:: Source data
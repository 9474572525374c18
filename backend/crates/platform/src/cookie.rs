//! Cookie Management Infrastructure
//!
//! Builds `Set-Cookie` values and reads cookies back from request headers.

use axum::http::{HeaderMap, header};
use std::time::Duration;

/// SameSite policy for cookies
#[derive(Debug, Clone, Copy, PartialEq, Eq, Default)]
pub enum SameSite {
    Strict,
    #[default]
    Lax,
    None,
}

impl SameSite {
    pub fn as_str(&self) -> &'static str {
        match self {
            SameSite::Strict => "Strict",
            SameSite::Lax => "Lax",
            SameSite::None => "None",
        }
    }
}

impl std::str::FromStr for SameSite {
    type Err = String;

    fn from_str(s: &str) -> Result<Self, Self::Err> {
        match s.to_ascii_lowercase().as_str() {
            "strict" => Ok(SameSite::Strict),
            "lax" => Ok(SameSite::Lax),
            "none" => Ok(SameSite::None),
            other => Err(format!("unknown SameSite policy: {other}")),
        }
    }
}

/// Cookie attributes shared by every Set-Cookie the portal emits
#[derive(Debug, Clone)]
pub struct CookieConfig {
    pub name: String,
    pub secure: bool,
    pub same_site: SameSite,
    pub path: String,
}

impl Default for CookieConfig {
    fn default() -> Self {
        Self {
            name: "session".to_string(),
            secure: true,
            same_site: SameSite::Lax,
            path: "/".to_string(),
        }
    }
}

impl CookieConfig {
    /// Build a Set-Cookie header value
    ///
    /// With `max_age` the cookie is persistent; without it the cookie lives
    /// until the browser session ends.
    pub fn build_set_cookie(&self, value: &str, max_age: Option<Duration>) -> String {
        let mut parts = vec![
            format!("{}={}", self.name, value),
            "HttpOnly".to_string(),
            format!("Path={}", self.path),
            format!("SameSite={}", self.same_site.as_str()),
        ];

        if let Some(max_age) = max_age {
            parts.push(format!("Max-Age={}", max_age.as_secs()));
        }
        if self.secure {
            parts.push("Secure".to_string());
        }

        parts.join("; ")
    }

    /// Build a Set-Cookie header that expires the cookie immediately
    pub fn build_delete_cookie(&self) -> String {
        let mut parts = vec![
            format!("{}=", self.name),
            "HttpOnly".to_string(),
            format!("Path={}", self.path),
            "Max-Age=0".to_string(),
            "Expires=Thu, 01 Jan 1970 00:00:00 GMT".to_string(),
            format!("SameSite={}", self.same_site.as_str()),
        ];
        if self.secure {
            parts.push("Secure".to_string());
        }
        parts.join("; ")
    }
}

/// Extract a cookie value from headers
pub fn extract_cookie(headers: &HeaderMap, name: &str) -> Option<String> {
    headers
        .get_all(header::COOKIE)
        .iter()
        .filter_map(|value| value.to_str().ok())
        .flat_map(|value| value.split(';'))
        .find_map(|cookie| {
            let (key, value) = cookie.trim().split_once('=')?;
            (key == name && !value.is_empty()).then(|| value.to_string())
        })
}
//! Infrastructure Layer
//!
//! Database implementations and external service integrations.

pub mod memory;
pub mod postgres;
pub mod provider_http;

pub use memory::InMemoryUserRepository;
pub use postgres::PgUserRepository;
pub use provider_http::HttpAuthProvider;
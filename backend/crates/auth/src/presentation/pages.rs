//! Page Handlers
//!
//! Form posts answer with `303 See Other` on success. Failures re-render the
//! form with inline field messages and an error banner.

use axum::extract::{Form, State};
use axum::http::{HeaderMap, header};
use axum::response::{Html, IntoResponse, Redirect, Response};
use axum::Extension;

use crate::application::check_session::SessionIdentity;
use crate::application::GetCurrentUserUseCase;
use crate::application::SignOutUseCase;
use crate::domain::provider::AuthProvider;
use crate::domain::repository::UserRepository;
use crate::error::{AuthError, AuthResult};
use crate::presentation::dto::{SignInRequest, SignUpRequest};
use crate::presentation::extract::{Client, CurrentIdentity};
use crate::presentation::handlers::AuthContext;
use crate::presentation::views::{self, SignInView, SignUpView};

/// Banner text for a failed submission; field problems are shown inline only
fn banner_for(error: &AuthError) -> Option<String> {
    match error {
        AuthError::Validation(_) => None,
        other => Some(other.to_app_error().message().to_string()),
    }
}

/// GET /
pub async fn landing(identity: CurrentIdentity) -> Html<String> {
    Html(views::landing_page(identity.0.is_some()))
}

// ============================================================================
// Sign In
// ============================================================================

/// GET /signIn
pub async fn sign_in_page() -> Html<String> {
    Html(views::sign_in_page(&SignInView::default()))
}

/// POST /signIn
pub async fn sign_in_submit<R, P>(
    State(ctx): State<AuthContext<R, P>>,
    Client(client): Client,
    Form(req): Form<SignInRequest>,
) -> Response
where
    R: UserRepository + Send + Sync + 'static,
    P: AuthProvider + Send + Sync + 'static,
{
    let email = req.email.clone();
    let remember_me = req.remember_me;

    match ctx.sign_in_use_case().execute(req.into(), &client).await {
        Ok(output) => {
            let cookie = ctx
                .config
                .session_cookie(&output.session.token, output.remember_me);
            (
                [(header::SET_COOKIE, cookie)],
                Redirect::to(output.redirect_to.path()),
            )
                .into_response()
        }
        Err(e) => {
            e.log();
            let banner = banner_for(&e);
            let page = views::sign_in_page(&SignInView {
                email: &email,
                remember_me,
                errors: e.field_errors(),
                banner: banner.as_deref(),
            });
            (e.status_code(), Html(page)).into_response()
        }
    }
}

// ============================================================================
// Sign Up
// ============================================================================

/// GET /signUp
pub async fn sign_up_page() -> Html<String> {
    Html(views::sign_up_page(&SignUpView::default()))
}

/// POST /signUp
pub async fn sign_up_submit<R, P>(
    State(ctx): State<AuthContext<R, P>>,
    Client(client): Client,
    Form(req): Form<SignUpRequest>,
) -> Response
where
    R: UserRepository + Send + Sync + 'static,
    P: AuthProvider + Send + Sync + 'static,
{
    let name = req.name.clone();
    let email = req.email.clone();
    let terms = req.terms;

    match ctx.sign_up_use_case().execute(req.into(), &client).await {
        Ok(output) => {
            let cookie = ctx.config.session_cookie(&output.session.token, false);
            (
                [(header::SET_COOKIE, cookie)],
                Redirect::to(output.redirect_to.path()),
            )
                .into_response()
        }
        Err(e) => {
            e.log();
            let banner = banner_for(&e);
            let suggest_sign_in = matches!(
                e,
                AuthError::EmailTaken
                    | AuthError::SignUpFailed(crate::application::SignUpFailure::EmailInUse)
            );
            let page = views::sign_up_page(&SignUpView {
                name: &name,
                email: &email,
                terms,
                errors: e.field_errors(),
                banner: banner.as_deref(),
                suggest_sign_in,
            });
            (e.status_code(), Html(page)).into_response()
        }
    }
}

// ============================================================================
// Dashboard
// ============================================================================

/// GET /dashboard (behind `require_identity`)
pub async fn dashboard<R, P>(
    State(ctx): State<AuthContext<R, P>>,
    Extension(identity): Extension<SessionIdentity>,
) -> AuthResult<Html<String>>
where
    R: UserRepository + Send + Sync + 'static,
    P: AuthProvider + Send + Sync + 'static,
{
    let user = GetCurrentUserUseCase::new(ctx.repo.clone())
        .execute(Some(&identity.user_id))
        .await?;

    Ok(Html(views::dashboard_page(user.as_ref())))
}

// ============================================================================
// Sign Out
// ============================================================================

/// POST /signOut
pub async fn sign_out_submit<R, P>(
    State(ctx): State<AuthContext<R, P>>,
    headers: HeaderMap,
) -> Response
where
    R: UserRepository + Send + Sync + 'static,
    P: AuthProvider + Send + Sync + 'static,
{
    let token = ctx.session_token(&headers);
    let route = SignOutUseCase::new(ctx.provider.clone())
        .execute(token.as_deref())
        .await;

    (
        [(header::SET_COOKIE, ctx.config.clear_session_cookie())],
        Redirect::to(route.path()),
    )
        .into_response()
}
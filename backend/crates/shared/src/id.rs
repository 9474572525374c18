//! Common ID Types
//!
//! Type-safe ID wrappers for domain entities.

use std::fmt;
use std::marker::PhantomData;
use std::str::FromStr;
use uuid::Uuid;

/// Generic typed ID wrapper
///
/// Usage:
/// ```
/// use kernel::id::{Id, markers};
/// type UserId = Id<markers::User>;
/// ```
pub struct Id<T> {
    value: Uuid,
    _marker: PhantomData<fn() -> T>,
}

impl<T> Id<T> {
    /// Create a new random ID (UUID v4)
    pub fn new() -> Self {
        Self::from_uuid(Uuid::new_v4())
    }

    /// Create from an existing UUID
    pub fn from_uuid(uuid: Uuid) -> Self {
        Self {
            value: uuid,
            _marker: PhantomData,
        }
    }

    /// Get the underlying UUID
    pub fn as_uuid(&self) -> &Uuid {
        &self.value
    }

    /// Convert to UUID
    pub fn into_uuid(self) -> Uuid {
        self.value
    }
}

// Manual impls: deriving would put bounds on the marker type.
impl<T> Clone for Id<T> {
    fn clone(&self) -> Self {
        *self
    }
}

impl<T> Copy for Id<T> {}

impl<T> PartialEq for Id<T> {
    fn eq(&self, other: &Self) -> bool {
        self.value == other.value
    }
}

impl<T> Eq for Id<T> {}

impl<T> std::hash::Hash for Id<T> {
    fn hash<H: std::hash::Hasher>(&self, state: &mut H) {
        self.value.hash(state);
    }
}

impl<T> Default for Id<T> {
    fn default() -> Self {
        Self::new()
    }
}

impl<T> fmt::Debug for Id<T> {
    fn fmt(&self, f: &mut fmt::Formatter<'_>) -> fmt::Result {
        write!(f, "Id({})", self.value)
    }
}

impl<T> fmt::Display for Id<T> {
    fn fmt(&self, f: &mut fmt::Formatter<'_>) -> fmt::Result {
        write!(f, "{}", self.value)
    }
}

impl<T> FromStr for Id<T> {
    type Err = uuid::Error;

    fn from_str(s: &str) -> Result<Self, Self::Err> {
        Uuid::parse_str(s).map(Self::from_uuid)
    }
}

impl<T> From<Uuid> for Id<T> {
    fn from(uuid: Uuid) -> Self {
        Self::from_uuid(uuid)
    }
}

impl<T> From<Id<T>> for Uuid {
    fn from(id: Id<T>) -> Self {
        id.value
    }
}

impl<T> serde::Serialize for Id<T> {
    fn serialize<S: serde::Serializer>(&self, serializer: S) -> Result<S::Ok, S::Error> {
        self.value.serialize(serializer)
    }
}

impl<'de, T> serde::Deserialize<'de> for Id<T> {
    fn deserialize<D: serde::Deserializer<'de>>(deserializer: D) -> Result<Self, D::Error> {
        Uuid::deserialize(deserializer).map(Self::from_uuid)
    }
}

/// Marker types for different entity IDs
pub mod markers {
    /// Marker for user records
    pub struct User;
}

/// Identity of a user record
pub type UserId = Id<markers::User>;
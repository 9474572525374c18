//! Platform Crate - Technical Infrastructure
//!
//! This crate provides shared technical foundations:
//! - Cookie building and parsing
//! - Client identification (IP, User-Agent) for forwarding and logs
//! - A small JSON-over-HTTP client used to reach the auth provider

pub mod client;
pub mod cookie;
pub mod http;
::::
Action item: Work out how many lines of the data include the word "views", and write that number alone.

Result: 7